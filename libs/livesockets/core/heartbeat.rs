//! Heartbeat mechanism for realtime connections
//!
//! # Architecture
//!
//! ```text
//! ┌─────────────────────┐
//! │  Heartbeat Task     │
//! │  (Tokio spawn)      │
//! │                     │
//! │  Every interval:    │
//! │  1. Wait for tick   │
//! │  2. connected? ─────┼──no──> skip
//! │  3. send(ping) ─────┼──> outbound queue ──> socket
//! └─────────────────────┘
//! ```
//!
//! The heartbeat keeps proxies and load balancers from closing an idle
//! connection. Failure detection stays with the socket's own close and
//! error events; a `pong` only refreshes the liveness timestamp.

use crate::core::protocol::ClientFrame;
use std::sync::Arc;
use std::time::Duration;
use tokio::sync::oneshot;
use tokio::task::JoinHandle;
use tracing::debug;

type ConnectedProbe = Arc<dyn Fn() -> bool + Send + Sync>;
type FrameSink = Arc<dyn Fn(ClientFrame) -> bool + Send + Sync>;

/// Periodic `ping` issuer
///
/// Every `start()` is paired with a `stop()`; dropping the monitor stops it.
pub struct HeartbeatMonitor {
    interval: Duration,
    is_connected: ConnectedProbe,
    send: FrameSink,
    task: Option<(JoinHandle<()>, oneshot::Sender<()>)>,
}

impl HeartbeatMonitor {
    pub const DEFAULT_INTERVAL: Duration = Duration::from_secs(30);

    /// # Arguments
    /// * `interval` - Time between pings
    /// * `is_connected` - Pings are only sent while this returns true
    /// * `send` - Enqueues a frame; returning false ends the heartbeat
    pub fn new<P, S>(interval: Duration, is_connected: P, send: S) -> Self
    where
        P: Fn() -> bool + Send + Sync + 'static,
        S: Fn(ClientFrame) -> bool + Send + Sync + 'static,
    {
        Self {
            interval,
            is_connected: Arc::new(is_connected),
            send: Arc::new(send),
            task: None,
        }
    }

    /// Start the interval timer, restarting it if already running
    ///
    /// Must be called from within a Tokio runtime.
    pub fn start(&mut self) {
        self.stop();

        let (shutdown_tx, shutdown_rx) = oneshot::channel();
        let interval = self.interval;
        let is_connected = Arc::clone(&self.is_connected);
        let send = Arc::clone(&self.send);

        let handle = tokio::spawn(async move {
            heartbeat_task(interval, is_connected, send, shutdown_rx).await;
        });

        self.task = Some((handle, shutdown_tx));
    }

    /// Cancel the interval timer
    pub fn stop(&mut self) {
        if let Some((_handle, shutdown_tx)) = self.task.take() {
            // the task observes the signal (or the dropped sender) and exits
            let _ = shutdown_tx.send(());
        }
    }

    pub fn is_running(&self) -> bool {
        self.task
            .as_ref()
            .map(|(handle, _)| !handle.is_finished())
            .unwrap_or(false)
    }

    pub fn interval(&self) -> Duration {
        self.interval
    }
}

impl Drop for HeartbeatMonitor {
    fn drop(&mut self) {
        self.stop();
    }
}

async fn heartbeat_task(
    interval: Duration,
    is_connected: ConnectedProbe,
    send: FrameSink,
    mut shutdown_rx: oneshot::Receiver<()>,
) {
    let mut ticker = tokio::time::interval(interval);
    // If we miss ticks due to slow processing, skip them rather than bursting
    ticker.set_missed_tick_behavior(tokio::time::MissedTickBehavior::Skip);
    // Skip the first immediate tick - wait for the first interval
    ticker.tick().await;

    debug!("Heartbeat task started with interval: {:?}", interval);

    loop {
        tokio::select! {
            _ = &mut shutdown_rx => {
                debug!("Heartbeat task received shutdown signal");
                break;
            }
            _ = ticker.tick() => {
                if !is_connected() {
                    debug!("Heartbeat tick skipped, connection not open");
                    continue;
                }
                if !send(ClientFrame::Ping) {
                    debug!("Heartbeat sink closed, shutting down heartbeat task");
                    break;
                }
            }
        }
    }

    debug!("Heartbeat task exiting");
}
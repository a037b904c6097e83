use crate::core::protocol::Event;

/// Receives the events routed to one subscription
///
/// Handlers are invoked on the connection task, once per matching event,
/// in the order the transport delivered the frames. Keep them short; hand
/// heavy work to another task or use [`RealtimeClient::subscribe_channel`]
/// to consume events on your own schedule.
///
/// A panicking handler is caught and logged. Other subscriptions matching
/// the same event are still served.
///
/// Any `Fn(&Event) + Send + Sync` closure is a handler:
///
/// ```ignore
/// let subscription = Subscription::new("pothole", [EntityType::Post], |event: &Event| {
///     println!("{} {:?}", event.entity_id, event.event_type);
/// });
/// ```
///
/// [`RealtimeClient::subscribe_channel`]: crate::core::client::RealtimeClient::subscribe_channel
pub trait EventHandler: Send + Sync + 'static {
    /// Handle one matching event
    fn on_update(&self, event: &Event);
}

impl<F> EventHandler for F
where
    F: Fn(&Event) + Send + Sync + 'static,
{
    fn on_update(&self, event: &Event) {
        self(event)
    }
}
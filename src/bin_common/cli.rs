//! CLI utilities for binaries
//!
//! Resolves the settings file and splits command line arguments.

use std::path::PathBuf;

pub const CONFIG_PATH_ENV: &str = "REALTIME_CONFIG_PATH";
pub const DEFAULT_CONFIG_PATH: &str = "config/realtime.yaml";

/// Where to read settings from
#[derive(Debug, Clone)]
pub enum ConfigSource {
    /// `REALTIME_CONFIG_PATH`, falling back to `config/realtime.yaml`
    Default,
    /// Explicit path, e.g. from `--config`
    Custom(String),
}

impl ConfigSource {
    pub fn default_path(&self) -> &str {
        match self {
            ConfigSource::Default => DEFAULT_CONFIG_PATH,
            ConfigSource::Custom(path) => path,
        }
    }

    pub fn env_var_name(&self) -> &str {
        CONFIG_PATH_ENV
    }
}

/// Load configuration path from environment or use default
///
/// A custom path always wins over the environment.
pub fn load_config_from_env(source: ConfigSource) -> PathBuf {
    resolve_config_path(source, |key| std::env::var(key).ok())
}

/// [`load_config_from_env`] with an injectable variable lookup
pub fn resolve_config_path<F>(source: ConfigSource, lookup: F) -> PathBuf
where
    F: Fn(&str) -> Option<String>,
{
    match source {
        ConfigSource::Custom(path) => path.into(),
        ConfigSource::Default => lookup(source.env_var_name())
            .filter(|v| !v.is_empty())
            .unwrap_or_else(|| source.default_path().to_string())
            .into(),
    }
}

/// Parse command line arguments for a binary
///
/// Returns a vector of arguments (excluding the program name)
pub fn parse_args() -> Vec<String> {
    std::env::args().skip(1).collect()
}

/// Positional arguments plus an optional `--config <path>`
#[derive(Debug, Clone, Default, PartialEq)]
pub struct CliArgs {
    pub config: Option<String>,
    pub positional: Vec<String>,
}

impl CliArgs {
    pub fn from_args(args: impl IntoIterator<Item = String>) -> Self {
        let mut parsed = CliArgs::default();
        let mut args = args.into_iter();
        while let Some(arg) = args.next() {
            if arg == "--config" {
                parsed.config = args.next();
            } else if let Some(path) = arg.strip_prefix("--config=") {
                parsed.config = Some(path.to_string());
            } else {
                parsed.positional.push(arg);
            }
        }
        parsed
    }

    pub fn config_source(&self) -> ConfigSource {
        match &self.config {
            Some(path) => ConfigSource::Custom(path.clone()),
            None => ConfigSource::Default,
        }
    }
}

PROBLEM TO SOLVE >>
Search the records for the word "them". Copy each line where it appears.

WRITTEN RESPONSE >>
    // If we miss ticks due to slow processing, skip them rather than bursting
/// in the order the transport delivered the frames. Keep them short; hand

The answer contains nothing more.